Computers for Engineering

by

H. R. J. GROSCH

Manager -Investigations

Aircraft, Gas Turbine Development Department

 

 

INTRODUCTION

Time is short today, and I want to get directly into the technical improvements in our product lines which can be made by utilizing the power of electronic computing devices. But I cannot resist the temptation to make a few generalizations about the inter-relation of problem and equipment. The structure of this program today, for instance, reflects a common but not universally accepted opinion that the problems of engineering, of accounting, of sales analysis, and of production control require a different approach, and eyen different computing equipment.

I should like to point to the possibility - indeed the probability -that data processing systems of the future will be so flexible, so fast, so capacious and so well utilized by professions programmers that they will take on the characteristics needed by various problem areas when required, and change over to different apparent characteristics when applied in another function.

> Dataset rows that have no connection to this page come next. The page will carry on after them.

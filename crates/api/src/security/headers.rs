//! Security headers middleware

use axum::{
    body::Body,
    http::{header, HeaderName, HeaderValue, Request, Response},
    middleware::Next,
};

/// Headers set on every response, replacing whatever the handler set
const FIXED_HEADERS: &[(&str, &str)] = &[
    ("x-frame-options", "DENY"),
    ("x-content-type-options", "nosniff"),
    ("referrer-policy", "strict-origin-when-cross-origin"),
    ("strict-transport-security", "max-age=63072000; includeSubDomains"),
    (
        "content-security-policy",
        "default-src 'none'; frame-ancestors 'none'; base-uri 'none'; form-action 'none'",
    ),
];

/// Middleware that adds security headers to all responses.
///
/// Every response depends on the Host header (the tenant lives there), so
/// shared caches are told to key on it.
pub async fn security_headers_middleware(request: Request<Body>, next: Next) -> Response<Body> {
    let mut response = next.run(request).await;
    let headers = response.headers_mut();

    for &(name, value) in FIXED_HEADERS {
        headers.insert(HeaderName::from_static(name), HeaderValue::from_static(value));
    }

    headers.append(header::VARY, HeaderValue::from_static("host"));

    // Handlers may opt into caching
    if !headers.contains_key(header::CACHE_CONTROL) {
        headers.insert(
            header::CACHE_CONTROL,
            HeaderValue::from_static("no-store, private"),
        );
    }

    response
}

This is a real handy idea, since it relieves we of the necessity of describing the type of machine best suited for engineering and technical calculations, makes it unnecessary for me to tackle the question of whether each function should have its own equipment because of specialized requirements, and introduces enough "blue sky" to enable me to wriggle off the hook during the question period.  For instance, I need no longer to distinguish between the power of digital and analog equipment for engineering applications in much detail, since it is already possible to point to digital simulation of analog equipment, and to analog devices which embody many digits components and principles. It would probably be fair to both sides of the analog-digital rivalry; to say that at the present state of the art, analog computation is noted for its convenience and digital for its power.

SHORT RANGE APPLICATIONS

When an engineering section first has access to electronic calculation equipment, it most frequently develops simple applications first. And these usually are done from the design area. For short, one might refer to such problems as involving formula evaluation. in that the design techniques are not new, have been expressed in simple mathematical equations already, and are familiar to the customer (pardon me for the use of the term "customer" - I have been operating in a service capacity, and charging for those services, so I think of the engineers and scientists whom we serve in those terms!). The power of the electronic computer, analog or digital, here resides in the economies of time and money it makes  possible. The work could be done just as well by slide rule, by graphical techniques, or by desk calculators. Indeed, it could probably be accomplished in many cases by construction of experimental models, thus avoiding all mathematization. But it can be done more cheaply and more rapidly by using electronic equipment. In military work, in new fields of advanced technology, and in areas where the competition is particularly keen, time considerations commonly outweigh money economies. In more conservative areas -the lamp business, transformers, and so on - time may be available, and the important consideration will be reduction of engineering costs.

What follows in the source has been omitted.